RCN primary care guru and Nursing Times blogger Lynn Young welcome the 'wonderful' challenges that 2009 has in store

The Department of Health in England is clearly determined to achieve what has never been achieved before, despite huge efforts and political will.

The year of 2009 will see us community groupies running around in circles trying to keep up with the Government agenda of giving the public what it has previously declared it wants – care closer to home and far more health services delivered out of hospital.

What a wonderful challenge we now have before us? And we community folk have to do more, and do it differently, if success is to come our way.

There is a huge amount to do, but at a DH event it was quite clear that a number of completely brilliant and highly motivated people in the world of community health are making significant progress.

Tackling health inequalities is the toughest of all nuts to crack, but crack we must if people in Tower Hamlets are to live as long as those in sunny Dorking.

While it is true that socio-economic conditions are the major cause of health inequalities, spectacular primary care services can make a significant difference to health and well being. We need to get to those people in greatest health need and not wait for them to choose to come to us.

Primary care services must be close by, easy to access, friendly, warm and beckoning. There has to be a spirit of friendship and a great sense of working with people, not being judgemental and patronising.

A number of Government initiatives aim to identify people at risk of poor health and premature death. The latest example is the cardio vascular risk assessment programme which will be available to everyone in England from the ages of 40 to 74 years from April 2009 onwards.

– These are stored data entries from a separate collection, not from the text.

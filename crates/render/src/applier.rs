use std::sync::Arc;

use floorplan_core::{AliasTable, EntityState};
use floorplan_queue::UpdateReceiver;
use metrics::counter;
use tracing::{debug, error, info};

use crate::{Renderer, VisualClass};

/// Result of applying a single record.
#[derive(Debug, Clone, Copy, PartialEq, Eq)]
pub enum ApplyOutcome {
    Applied(VisualClass),
    /// No element for this entity; nothing was touched.
    Missing,
    /// At least one renderer call failed.
    Failed,
}

#[derive(Debug, Clone, Copy, Default, PartialEq, Eq)]
pub struct ApplierStats {
    pub applied: u64,
    pub missing: u64,
    pub failed: u64,
}

/// Consumes entity states and tags renderer elements with the matching class.
pub struct Applier {
    renderer: Arc<dyn Renderer>,
    aliases: Arc<AliasTable>,
    stats: ApplierStats,
}

impl Applier {
    pub fn new(renderer: Arc<dyn Renderer>, aliases: Arc<AliasTable>) -> Self {
        Self { renderer, aliases, stats: ApplierStats::default() }
    }

    pub fn stats(&self) -> ApplierStats { self.stats }

    /// Remove all state classes from the element, then add the one for `state`.
    ///
    /// Safe to repeat: the last applied record decides the final class.
    pub fn apply(&mut self, state: &EntityState) -> ApplyOutcome {
        let outcome = self.apply_inner(state);
        match outcome {
            ApplyOutcome::Applied(_) => {
                self.stats.applied += 1;
                counter!("floorplan_applied_total", 1u64);
            }
            ApplyOutcome::Missing => self.stats.missing += 1,
            ApplyOutcome::Failed => {
                self.stats.failed += 1;
                counter!("floorplan_render_errors_total", 1u64);
            }
        }
        outcome
    }

    fn apply_inner(&self, state: &EntityState) -> ApplyOutcome {
        let element_id = self.aliases.resolve(state.id());
        let element = match self.renderer.find(element_id) {
            Ok(Some(el)) => el,
            Ok(None) => {
                debug!(entity = %state.id(), element = %element_id, "no element for entity");
                return ApplyOutcome::Missing;
            }
            Err(e) => {
                error!(entity = %state.id(), element = %element_id, error = %e, "could not find object");
                return ApplyOutcome::Failed;
            }
        };

        let class = VisualClass::from(state.value());
        let mut ok = true;
        if let Err(e) = self.renderer.remove_classes(&element, &VisualClass::all_names()) {
            error!(entity = %state.id(), element = %element.selector(), error = %e, "could not update state");
            ok = false;
        }
        if let Err(e) = self.renderer.add_class(&element, class.as_str()) {
            error!(entity = %state.id(), element = %element.selector(), error = %e, "could not update state");
            ok = false;
        }
        if ok {
            debug!(entity = %state.id(), element = %element.selector(), class = class.as_str(), "state applied");
            ApplyOutcome::Applied(class)
        } else {
            ApplyOutcome::Failed
        }
    }

    /// Drain the queue until its owner closes it. Returns the final counters.
    pub async fn run(mut self, mut rx: UpdateReceiver) -> ApplierStats {
        info!("applier started");
        while let Some(state) = rx.recv().await {
            self.apply(&state);
        }
        info!(applied = self.stats.applied, missing = self.stats.missing, failed = self.stats.failed, "applier stopped");
        self.stats
    }
}
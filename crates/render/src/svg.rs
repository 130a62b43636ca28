//! Element id discovery in floorplan SVG documents.

use once_cell::sync::Lazy;
use regex::Regex;

static ID_ATTR: Lazy<Regex> = Lazy::new(|| Regex::new(r#"\sid\s*=\s*(?:"([^"]+)"|'([^']+)')"#).unwrap());

/// Every `id` attribute value in document order, duplicates removed.
pub fn element_ids(svg: &str) -> Vec<String> {
    let mut out: Vec<String> = Vec::new();
    for cap in ID_ATTR.captures_iter(svg) {
        let Some(m) = cap.get(1).or_else(|| cap.get(2)) else { continue };
        let id = m.as_str();
        if !out.iter().any(|x| x == id) {
            out.push(id.to_string());
        }
    }
    out
}
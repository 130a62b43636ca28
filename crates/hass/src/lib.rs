//! Floorplan hass client: state snapshot and live event stream against a Home Assistant API.

#![forbid(unsafe_code)]

use std::time::{Duration, Instant};

use floorplan_core::{DomainFilter, EntityState};
use metrics::{counter, histogram};
use reqwest::{header, StatusCode, Url};
use serde::Deserialize;
use tokio::sync::{mpsc, oneshot};
use tokio_util::sync::CancellationToken;
use tracing::{debug, info, warn};

mod stream;

pub use reqwest::StatusCode as HttpStatus;
pub use stream::PumpEnd;

const STATES_PATH: &str = "api/states";
const STREAM_PATH: &str = "api/stream";
const API_PATH: &str = "api/";

/// Buffer between the stream pump and its reader.
pub const STREAM_BUFFER: usize = 10;
pub const DEFAULT_SNAPSHOT_TIMEOUT: Duration = Duration::from_secs(5);

#[derive(Debug, thiserror::Error)]
pub enum HassError {
    #[error("invalid home assistant url {url}: {reason}")]
    InvalidUrl { url: String, reason: String },
    #[error("sending request: {0}")]
    Transport(#[source] reqwest::Error),
    #[error("authentication rejected: {status}")]
    Auth { status: StatusCode },
    #[error("unexpected response code: {status}")]
    Protocol { status: StatusCode },
    #[error("parsing response data: {0}")]
    Decode(#[source] serde_json::Error),
}

/// `{entity_id, state}` as reported by the remote, before normalization. Either may be null.
#[derive(Debug, Clone, Default, Deserialize)]
pub(crate) struct RemoteState {
    #[serde(default)]
    entity_id: Option<String>,
    #[serde(default)]
    state: Option<String>,
}

impl RemoteState {
    pub(crate) fn entity_id(&self) -> &str { self.entity_id.as_deref().unwrap_or_default() }
    pub(crate) fn state(&self) -> &str { self.state.as_deref().unwrap_or_default() }
}

#[derive(Debug, Deserialize)]
struct ApiStatus {
    #[serde(default)]
    message: String,
}

/// Cancellation handle for an open event stream.
#[derive(Debug)]
pub struct CancelHandle {
    tx: Option<oneshot::Sender<()>>,
}

impl CancelHandle {
    pub fn new(tx: oneshot::Sender<()>) -> Self { Self { tx: Some(tx) } }

    pub fn cancel(mut self) {
        if let Some(tx) = self.tx.take() { let _ = tx.send(()); }
    }
}

/// An open event stream: records arrive on `rx` until it yields `None`.
pub struct StreamHandle<T> {
    pub rx: mpsc::Receiver<T>,
    pub cancel: CancelHandle,
}

/// Where the sync loop gets its records from.
#[async_trait::async_trait]
pub trait StateSource: Send + Sync {
    /// One-shot read of every current entity state.
    async fn snapshot(&self) -> Result<Vec<EntityState>, HassError>;

    /// Open the live feed. The returned sequence ends on close, read error, or a bad frame;
    /// the connection is released when it ends, when the handle is dropped, or when `stop` fires.
    async fn stream(&self, stop: &CancellationToken) -> Result<StreamHandle<EntityState>, HassError>;
}

/// Home Assistant REST client.
#[derive(Debug, Clone)]
pub struct HassClient {
    base: Url,
    token: String,
    http: reqwest::Client,
    filter: DomainFilter,
    snapshot_timeout: Duration,
}

impl HassClient {
    pub fn new(base_url: &str, token: impl Into<String>) -> Result<Self, HassError> {
        // Relative joins need a trailing slash to keep any path prefix of the base.
        let mut raw = base_url.trim().to_string();
        if !raw.ends_with('/') {
            raw.push('/');
        }
        let base = Url::parse(&raw).map_err(|e| HassError::InvalidUrl { url: base_url.to_string(), reason: e.to_string() })?;
        if base.cannot_be_a_base() || !matches!(base.scheme(), "http" | "https") {
            return Err(HassError::InvalidUrl { url: base_url.to_string(), reason: "expected an http(s) base url".into() });
        }
        Ok(Self {
            base,
            token: token.into(),
            http: reqwest::Client::new(),
            filter: DomainFilter::allow_all(),
            snapshot_timeout: DEFAULT_SNAPSHOT_TIMEOUT,
        })
    }

    pub fn with_domain_filter(mut self, filter: DomainFilter) -> Self {
        self.filter = filter;
        self
    }

    pub fn with_snapshot_timeout(mut self, timeout: Duration) -> Self {
        self.snapshot_timeout = timeout;
        self
    }

    pub fn base_url(&self) -> &Url { &self.base }

    fn endpoint(&self, path: &str) -> Result<Url, HassError> {
        self.base
            .join(path)
            .map_err(|e| HassError::InvalidUrl { url: format!("{}{}", self.base, path), reason: e.to_string() })
    }

    /// Probe `api/` and return the server's status message.
    pub async fn check_api(&self) -> Result<String, HassError> {
        let url = self.endpoint(API_PATH)?;
        let resp = self
            .http
            .get(url)
            .bearer_auth(&self.token)
            .timeout(self.snapshot_timeout)
            .send()
            .await
            .map_err(HassError::Transport)?;
        let status = resp.status();
        let body = resp.bytes().await.map_err(HassError::Transport)?;
        check_status(status)?;
        let api: ApiStatus = serde_json::from_slice(&body).map_err(HassError::Decode)?;
        info!(message = %api.message, "hass: api reachable");
        Ok(api.message)
    }

    /// Fetch every entity state, normalized, in server order.
    pub async fn snapshot(&self) -> Result<Vec<EntityState>, HassError> {
        let t0 = Instant::now();
        let url = self.endpoint(STATES_PATH)?;
        debug!(url = %url, "hass: snapshot start");
        let resp = self
            .http
            .get(url)
            .bearer_auth(&self.token)
            .timeout(self.snapshot_timeout)
            .send()
            .await
            .map_err(HassError::Transport)?;
        let status = resp.status();
        // Always read the body to completion so the connection goes back to the pool.
        let body = resp.bytes().await.map_err(HassError::Transport)?;
        check_status(status)?;
        let rows: Vec<RemoteState> = serde_json::from_slice(&body).map_err(HassError::Decode)?;

        let total = rows.len();
        let mut out = Vec::with_capacity(total);
        for row in rows {
            if !self.filter.admits(row.entity_id()) {
                continue;
            }
            match EntityState::from_remote(row.entity_id(), row.state()) {
                Ok(s) => out.push(s),
                Err(e) => warn!(error = %e, "hass: snapshot row skipped"),
            }
        }
        let took_ms = t0.elapsed().as_secs_f64() * 1000.0;
        histogram!("floorplan_snapshot_ms", took_ms);
        info!(rows = total, kept = out.len(), took_ms = %t0.elapsed().as_millis(), "hass: snapshot ok");
        Ok(out)
    }

    /// Open `api/stream` and pump decoded state changes into a bounded channel.
    pub async fn stream(&self, stop: &CancellationToken) -> Result<StreamHandle<EntityState>, HassError> {
        let url = self.endpoint(STREAM_PATH)?;
        debug!(url = %url, "hass: stream connect");
        let resp = self
            .http
            .get(url)
            .bearer_auth(&self.token)
            .header(header::ACCEPT, "text/event-stream")
            .send()
            .await
            .map_err(HassError::Transport)?;
        check_status(resp.status())?;
        counter!("floorplan_stream_connects_total", 1u64);

        let (tx, rx) = mpsc::channel::<EntityState>(STREAM_BUFFER);
        let (cancel_tx, cancel_rx) = oneshot::channel::<()>();
        let stop = stop.clone();
        let filter = self.filter.clone();
        tokio::spawn(async move {
            // The response (and its connection) is dropped when the pump returns.
            let _ = stream::pump_events(resp.bytes_stream(), tx, cancel_rx, stop, filter).await;
        });
        info!("hass: stream opened");
        Ok(StreamHandle { rx, cancel: CancelHandle::new(cancel_tx) })
    }
}

fn check_status(status: StatusCode) -> Result<(), HassError> {
    match status {
        s if s.is_success() => Ok(()),
        StatusCode::UNAUTHORIZED | StatusCode::FORBIDDEN => Err(HassError::Auth { status }),
        _ => Err(HassError::Protocol { status }),
    }
}

#[async_trait::async_trait]
impl StateSource for HassClient {
    async fn snapshot(&self) -> Result<Vec<EntityState>, HassError> {
        HassClient::snapshot(self).await
    }

    async fn stream(&self, stop: &CancellationToken) -> Result<StreamHandle<EntityState>, HassError> {
        HassClient::stream(self, stop).await
    }
}
use std::collections::{BTreeMap, BTreeSet, HashSet};
use std::sync::{Mutex, MutexGuard};

use tracing::debug;

use crate::{id_selector, Element, RenderError, Renderer};

/// One call received by a [`MemoryRenderer`], keyed by selector.
#[derive(Debug, Clone, PartialEq, Eq)]
pub enum RenderCall {
    Find(String),
    Remove(String, Vec<String>),
    Add(String, String),
}

#[derive(Default)]
struct Tree {
    elements: BTreeMap<String, BTreeSet<String>>,
    journal: Vec<RenderCall>,
    fail_lookup: HashSet<String>,
    fail_mutation: HashSet<String>,
    permissive: bool,
}

/// In-memory element tree: selector -> class list, with a call journal.
///
/// Elements are addressed through [`id_selector`], the same way a DOM lookup would be.
#[derive(Default)]
pub struct MemoryRenderer {
    tree: Mutex<Tree>,
}

impl MemoryRenderer {
    pub fn with_elements<I, S>(ids: I) -> Self
    where
        I: IntoIterator<Item = S>,
        S: AsRef<str>,
    {
        let r = Self::default();
        for id in ids {
            r.insert_element(id.as_ref());
        }
        r
    }

    /// A renderer where every lookup succeeds, creating the element on first use.
    pub fn permissive() -> Self {
        let r = Self::default();
        r.lock().permissive = true;
        r
    }

    fn lock(&self) -> MutexGuard<'_, Tree> {
        self.tree.lock().unwrap_or_else(|poisoned| poisoned.into_inner())
    }

    pub fn insert_element(&self, element_id: &str) {
        self.lock().elements.entry(id_selector(element_id)).or_default();
    }

    pub fn len(&self) -> usize { self.lock().elements.len() }
    pub fn is_empty(&self) -> bool { self.lock().elements.is_empty() }

    /// Sorted classes on the element, `None` if it does not exist.
    pub fn classes(&self, element_id: &str) -> Option<Vec<String>> {
        self.lock().elements.get(&id_selector(element_id)).map(|c| c.iter().cloned().collect())
    }

    /// Every element with its classes, ordered by selector.
    pub fn dump(&self) -> Vec<(String, Vec<String>)> {
        self.lock()
            .elements
            .iter()
            .map(|(sel, c)| (sel.clone(), c.iter().cloned().collect()))
            .collect()
    }

    pub fn journal(&self) -> Vec<RenderCall> { self.lock().journal.clone() }


    pub fn fail_lookups_on(&self, element_id: &str) {
        self.lock().fail_lookup.insert(id_selector(element_id));
    }

    pub fn fail_mutations_on(&self, element_id: &str) {
        self.lock().fail_mutation.insert(id_selector(element_id));
    }
}

impl Renderer for MemoryRenderer {
    fn find(&self, element_id: &str) -> Result<Option<Element>, RenderError> {
        let selector = id_selector(element_id);
        let mut tree = self.lock();
        tree.journal.push(RenderCall::Find(selector.clone()));
        if tree.fail_lookup.contains(&selector) {
            return Err(RenderError::Lookup { selector, reason: "lookup failed".into() });
        }
        if tree.permissive {
            tree.elements.entry(selector.clone()).or_default();
        }
        Ok(tree.elements.contains_key(&selector).then(|| Element::new(selector)))
    }

    fn remove_classes(&self, element: &Element, classes: &[&str]) -> Result<(), RenderError> {
        let selector = element.selector().to_string();
        let mut tree = self.lock();
        tree.journal.push(RenderCall::Remove(selector.clone(), classes.iter().map(|c| c.to_string()).collect()));
        if tree.fail_mutation.contains(&selector) {
            return Err(RenderError::Mutation { selector, reason: "classList.remove failed".into() });
        }
        let Some(set) = tree.elements.get_mut(&selector) else {
            return Err(RenderError::Mutation { selector, reason: "element detached".into() });
        };
        for c in classes {
            set.remove(*c);
        }
        Ok(())
    }

    fn add_class(&self, element: &Element, class: &str) -> Result<(), RenderError> {
        let selector = element.selector().to_string();
        let mut tree = self.lock();
        tree.journal.push(RenderCall::Add(selector.clone(), class.to_string()));
        if tree.fail_mutation.contains(&selector) {
            return Err(RenderError::Mutation { selector, reason: "classList.add failed".into() });
        }
        let Some(set) = tree.elements.get_mut(&selector) else {
            return Err(RenderError::Mutation { selector, reason: "element detached".into() });
        };
        set.insert(class.to_string());
        debug!(element = %selector, class, "class set");
        Ok(())
    }
}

PCTs have been charged with commissioning their local services and a framework has been published to help them on their way.

My question is, will the people who most need this test willingly visit their local health centre to get it? Or, will it more of the worried well, who least need it, who will make most use of it?

At an event held to discuss the implementation of this programme it was made abundantly clear that participants were enthusiastic about finding ways of encouraging our more shy health users to take advantage of this health assessment.

This programme must be a good thing, when you see the catastrophic results of major strokes, cardiac failure and diabetes. So often, these miserable conditions can be prevented, but we simply need to turn the NHS titanic around and make it a health-enhancing, rather than a fix-it service.

So, lets put our faith into the transforming community services agenda and while we fully understand that heaps of work has yet to be done to get to the land of health and well being, success would make so many people happier with their lives.

In the meantime, it feels that 2009 will need all my energy and stoicism if I am to make my contribution to the transformation scenario. I try to live a healthy though not utterly pure life. In the words of the singer Bryan Adams, 19 Till I Die continues to be my preferred style of daily living.